One in five over 65s have now joined online video conferencing sites. In fact, three quarters of elderly Brits say that using technology like Zoom, WhatsApp and FaceTime have all helped to make the lockdown more bearable. More than a third (34%) say they feel more connected to the younger generation than ever before – all because of lockdown.
Charlotte* says lockdown has actually helped her to build a relationship with her grandma following a history of tension in the family. She says becoming pen pals with her grandmother has been incredibly healing.
‘My grandma comes from a very strict religious background and my mum and I are sort of the black sheep of the family,’ Charlotte tells us.
‘We only see grandma once a year or so, and conversation is always very sparse with lots of awkward silences, because we simply don’t have anything in common – sometimes all we can talk about is the weather!’
Since lockdown began, Charlotte says she felt bad about her being alone.
‘We may not ever get on superbly, but she’s a vulnerable old lady living alone and she’s still family,’ she explains. ‘So, I started writing her long letters about my work from home routine, and how my friends and I are keeping busy, and all the baking I’ve been doing.
‘She immediately wrote back and we got into a really nice rhythm of talking to each other. Writing letters allows us to keep the conversation on track and think about what to say without any of those awkward silences, and obviously everyone loves getting post.
‘She has been noticeably more affectionate in her letters as time has gone on, which is honestly very heartwarming, and I’m hoping this extends to face-to-face interactions whenever I next see her after lockdown.’
Renee, a south Londoner who works in art and architectural communications, says her family chats in lockdown are both trans-generational and global.
‘I had a four-generation, three-continent Zoom call with my family in the US and Japan for the first time ever the other day,’ Renee said. ‘It’s funny because we could have been doing this pre-lockdown, but we never thought to do it.

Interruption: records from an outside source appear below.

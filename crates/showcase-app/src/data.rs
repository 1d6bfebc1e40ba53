// crates/showcase-app/src/data.rs
// Review data source: page-embedded JSON or the built-in list

use serde_json::Value;
use showcase_types::ReviewInput;

use crate::error::{Result, WidgetError};

/// Id of the `<script type="application/json">` element holding reviews
pub const REVIEW_DATA_ELEMENT_ID: &str = "review-data";

/// Parse review candidates leniently.
///
/// Accepts a bare array or `{"reviews": [...]}`. Entries that are not objects
/// are skipped; fields of the wrong type count as missing.
pub fn parse_review_data(json: &str) -> Result<Vec<ReviewInput>> {
    let root: Value =
        serde_json::from_str(json).map_err(|e| WidgetError::InvalidData(e.to_string()))?;

    let entries = match &root {
        Value::Array(entries) => entries,
        Value::Object(map) => match map.get("reviews") {
            Some(Value::Array(entries)) => entries,
            _ => {
                return Err(WidgetError::InvalidData(
                    "expected a \"reviews\" array".to_string(),
                ));
            }
        },
        _ => {
            return Err(WidgetError::InvalidData(
                "expected an array of reviews".to_string(),
            ));
        }
    };

    let mut inputs = Vec::with_capacity(entries.len());
    for (position, entry) in entries.iter().enumerate() {
        match review_from_value(entry) {
            Some(input) => inputs.push(input),
            None => log::warn!("Skipping review entry {}: not an object", position + 1),
        }
    }
    Ok(inputs)
}

fn review_from_value(value: &Value) -> Option<ReviewInput> {
    let obj = value.as_object()?;
    let text = |key: &str| obj.get(key).and_then(Value::as_str).map(str::to_string);

    Some(ReviewInput {
        id: text("id").or_else(|| obj.get("id").and_then(Value::as_i64).map(|n| n.to_string())),
        quote: text("quote"),
        author: text("author"),
        context: text("context"),
        featured: obj.get("featured").and_then(Value::as_bool),
    })
}

/// Reviews shipped with the site, used when the page embeds none
pub fn builtin_reviews() -> Vec<ReviewInput> {
    let review = |id: &str, quote: &str, author: &str, context: Option<&str>, featured: bool| {
        ReviewInput {
            id: Some(id.to_string()),
            quote: Some(quote.to_string()),
            author: Some(author.to_string()),
            context: context.map(str::to_string),
            featured: Some(featured),
        }
    };

    vec![
        review(
            "kitchen-refresh",
            "The before and after photos speak for themselves. Our kitchen looks brand new and the crew left the place spotless every evening.",
            "Maria G.",
            Some("Kitchen renovation"),
            true,
        ),
        review(
            "deck-restoration",
            "They brought a twenty year old deck back to life in two days. Clear quote, no surprises, great communication.",
            "Tom R.",
            Some("Deck restoration"),
            true,
        ),
        review(
            "bathroom-remodel",
            "From the first visit to the final walkthrough everything ran on schedule. I would hire them again tomorrow.",
            "Priya S.",
            Some("Bathroom remodel"),
            true,
        ),
        review(
            "exterior-paint",
            "Fast, friendly and the paint job still looks perfect after a full winter.",
            "Jordan L.",
            None,
            true,
        ),
        review(
            "draft-review",
            "Pending approval.",
            "Internal",
            None,
            false,
        ),
    ]
}

/// Candidates from the page, or the built-in list when absent or unusable
#[cfg(target_arch = "wasm32")]
pub fn load_reviews(document: &web_sys::Document) -> Vec<ReviewInput> {
    let Some(raw) = document
        .get_element_by_id(REVIEW_DATA_ELEMENT_ID)
        .and_then(|el| el.text_content())
    else {
        log::debug!("No #{} element, using built-in reviews", REVIEW_DATA_ELEMENT_ID);
        return builtin_reviews();
    };

    match parse_review_data(&raw) {
        Ok(inputs) => inputs,
        Err(e) => {
            log::warn!("Ignoring embedded reviews: {}", e);
            builtin_reviews()
        }
    }
}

Renee was meant to be getting married at Easter in Japan. Sadly, that couldn’t happen, but instead, she met up with her extended family on a video call.
‘My family in the US haven’t met my fiancé, I haven’t visited my American family in seven years – so it was a bit of a meet-the-family thing as well.’
On the call where Renee’s grandparents in the US, four or five aunts and uncles, three cousins, on cousin’s husband and their two kids, and Renee’s parents in Japan.
‘It was a long overdue catch up, so we spoke about general life updates and how we’re all coping in lockdown,’ says Renee.
‘My grandfather, who is in his late 80s, was particularly grateful.
‘It has been amazing; I think the old folk marvelled at how easy it was to talk to people in different countries, so I’ve seen text messages about doing it again this weekend – and this is a family that hasn’t been talking much for over a decade, so it really is actually kind of amazing.’
Lockdown is going to be our reality for the long haul, and for people over 70 who are in long-term isolation, finding ways to stay connected is more important than ever.
If you normally only see your grandparents at Christmas and birthdays, lockdown is a great opportunity to check in with them and increase your contact time.
They will love to see your faces, and it will give you a boost to know that they’re coping as well.